§ **Prompt**:
Find "pub struct StandardDecoder;" and "carries one of" in the records below. Copy the lines holding them and every line between, exactly, and no others.

§ **Recorded data**:
--------

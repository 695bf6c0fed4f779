use std::f64::consts::PI;

use rayon::prelude::*;

use crate::color::Sample;
use crate::pipeline::blocks::{Tile, TileGrid};

/// One scalar feature, tagged with the origin of the tile it came from.
/// Tiles never compare features against each other directly; the matcher
/// works on the flat list of all features from all tiles.
#[derive(Debug, Clone, Copy, PartialEq)]
pub struct Feature {
    pub x: u32,
    pub y: u32,
    pub value: f64,
}

/// Orthonormal 2-D DCT-II over one block, with the cosine terms and
/// normalization factors precomputed for the configured block size.
#[derive(Debug, Clone)]
struct DctBasis {
    size: usize,
    cos: Vec<f64>,
    alpha: Vec<f64>,
}

impl DctBasis {
    fn new(size: usize) -> Self {
        let mut cos = vec![0.0f64; size * size];
        for u in 0..size {
            for x in 0..size {
                cos[u * size + x] =
                    ((2.0 * x as f64 + 1.0) * u as f64 * PI / (2.0 * size as f64)).cos();
            }
        }

        let alpha = (0..size)
            .map(|k| {
                if k == 0 {
                    (1.0 / size as f64).sqrt()
                } else {
                    (2.0 / size as f64).sqrt()
                }
            })
            .collect();

        Self { size, cos, alpha }
    }

    fn at(&self, freq: usize, pos: usize) -> f64 {
        self.cos[freq * self.size + pos]
    }
}

#[derive(Debug, Clone)]
pub struct FeatureExtractor {
    block_size: u32,
    basis: DctBasis,
}

impl FeatureExtractor {
    pub fn new(block_size: u32) -> Self {
        Self {
            block_size,
            basis: DctBasis::new(block_size as usize),
        }
    }

    pub fn block_size(&self) -> u32 {
        self.block_size
    }

    /// Computes the nine features of one tile, in a fixed order: luma DC,
    /// the two lowest luma frequency terms, the R/G/B DC terms, then the
    /// R/G/B channel means.
    pub fn tile_features(&self, tile: &Tile) -> [Feature; 9] {
        let b = self.basis.size;
        let mut samples = Vec::with_capacity(b * b);
        for dy in 0..b {
            for dx in 0..b {
                samples.push(tile.sample(dx as u32, dy as u32));
            }
        }

        let (mut mean_r, mut mean_g, mut mean_b) = (0.0, 0.0, 0.0);
        for s in &samples {
            mean_r += s.r;
            mean_g += s.g;
            mean_b += s.b;
        }
        let inv = 1.0 / samples.len() as f64;

        let (x, y) = tile.origin();
        let tag = |value: f64| Feature { x, y, value };

        [
            tag(self.coefficient(&samples, 0, 0, |s| s.luma)),
            tag(self.coefficient(&samples, 0, 1, |s| s.luma)),
            tag(self.coefficient(&samples, 1, 0, |s| s.luma)),
            tag(self.coefficient(&samples, 0, 0, |s| s.r)),
            tag(self.coefficient(&samples, 0, 0, |s| s.g)),
            tag(self.coefficient(&samples, 0, 0, |s| s.b)),
            tag(mean_r * inv),
            tag(mean_g * inv),
            tag(mean_b * inv),
        ]
    }

    pub fn extract(&self, grid: &TileGrid) -> Vec<Feature> {
        grid.tiles()
            .flat_map(|tile| self.tile_features(&tile))
            .collect()
    }

    /// Per-tile extraction is independent, so the grid is split across the
    /// rayon pool. Output order matches the sequential version.
    pub fn extract_parallel(&self, grid: &TileGrid) -> Vec<Feature> {
        grid.origins()
            .par_iter()
            .flat_map_iter(|&(x, y)| self.tile_features(&grid.tile(x, y)))
            .collect()
    }

    /// `freq_x` runs along the sample x axis, `freq_y` along y.
    fn coefficient(
        &self,
        samples: &[Sample],
        freq_x: usize,
        freq_y: usize,
        channel: impl Fn(&Sample) -> f64,
    ) -> f64 {
        let b = self.basis.size;
        let mut sum = 0.0;
        for y in 0..b {
            let cy = self.basis.at(freq_y, y);
            for x in 0..b {
                sum += self.basis.at(freq_x, x) * cy * channel(&samples[y * b + x]);
            }
        }
        self.basis.alpha[freq_x] * self.basis.alpha[freq_y] * sum
    }
}
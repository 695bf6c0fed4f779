use thiserror::Error;

#[derive(Error, Debug)]
pub enum CmfdError {
    #[error("Image loading error: {0}")]
    ImageLoad(#[from] image::ImageError),

    #[error("IO error: {0}")]
    Io(#[from] std::io::Error),

    #[error("Invalid parameter: {0}")]
    InvalidParameter(String),

    #[error("Report serialization error: {0}")]
    Serialization(#[from] serde_json::Error),
}

pub type Result<T> = std::result::Result<T, CmfdError>;
//! TRIMPRO CLI entrypoint.
//!
//! Provides a thin wrapper over the `cli` module: parse args, dispatch to
//! single-file or batch processing, and exit with appropriate status.
//! For programmatic use, prefer the library API (`trimpro::api`).

use clap::Parser;

mod cli;

fn main() -> Result<(), Box<dyn std::error::Error>> {
    let args = cli::CliArgs::parse();
    cli::run(args)
}
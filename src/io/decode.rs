use tracing::debug;

use crate::core::buffer::PixelBuffer;
use crate::error::{Error, Result};

/// File extensions the standard decoder is expected to handle.
pub const SUPPORTED_EXTENSIONS: &[&str] = &[
    "jpg", "jpeg", "png", "webp", "tif", "tiff", "bmp", "gif",
];

/// Turns encoded file bytes into an RGBA pixel buffer.
pub trait Decoder {
    fn decode(&self, bytes: &[u8]) -> Result<PixelBuffer>;
}

/// Decoder backed by the `image` crate; the format is sniffed from the bytes.
#[derive(Debug, Clone, Copy, Default)]
pub struct StandardDecoder;

impl Decoder for StandardDecoder {
    fn decode(&self, bytes: &[u8]) -> Result<PixelBuffer> {
        let img = image::load_from_memory(bytes).map_err(Error::decode)?;
        let rgba = img.to_rgba8();
        let (width, height) = rgba.dimensions();
        debug!("Decoded {} bytes into {}x{}", bytes.len(), width, height);
        PixelBuffer::new(width, height, rgba.into_raw()).map_err(Error::decode)
    }
}

/// Whether `path` carries one of [`SUPPORTED_EXTENSIONS`] (case-insensitive).
pub fn has_supported_extension(path: &std::path::Path) -> bool {
    path.extension()
        .and_then(|e| e.to_str())
        .map(|e| {
            let e = e.to_ascii_lowercase();
            SUPPORTED_EXTENSIONS.contains(&e.as_str())
        })
        .unwrap_or(false)
}

#[cfg(test)]
mod tests {
    use super::*;
    use crate::io::writers::raster::encode_rgba_lossless;
    use std::path::Path;

    #[test]
    fn garbage_is_a_decode_error() {
        let err = StandardDecoder.decode(b"definitely not an image").unwrap_err();
        assert!(matches!(err, Error::Decode(_)));
    }

    #[test]
    fn png_decodes_to_rgba() {
        let samples: Vec<u8> = (0..3 * 2 * 4).map(|v| v as u8).collect();
        let png = encode_rgba_lossless(3, 2, &samples, image::ImageFormat::Png).unwrap();
        let buf = StandardDecoder.decode(&png).unwrap();
        assert_eq!(buf.dimensions(), (3, 2));
        assert_eq!(buf.samples(), samples.as_slice());
    }

    #[test]
    fn extension_filter() {
        assert!(has_supported_extension(Path::new("a/b/scan.JPG")));
        assert!(has_supported_extension(Path::new("x.tiff")));
        assert!(!has_supported_extension(Path::new("notes.txt")));
        assert!(!has_supported_extension(Path::new("README")));
    }
}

--------

§ **Output of the task**:
pub struct StandardDecoder;

impl Decoder for StandardDecoder {
    fn decode(&self, bytes: &[u8]) -> Result<PixelBuffer> {
        let img = image::load_from_memory(bytes).map_err(Error::decode)?;
        let rgba = img.to_rgba8();
        let (width, height) = rgba.dimensions();
        debug!("Decoded {} bytes into {}x{}", bytes.len(), width, height);
        PixelBuffer::new(width, height, rgba.into_raw()).map_err(Error::decode)
    }
}

/// Whether `path` carries one of [`SUPPORTED_EXTENSIONS`] (case-insensitive).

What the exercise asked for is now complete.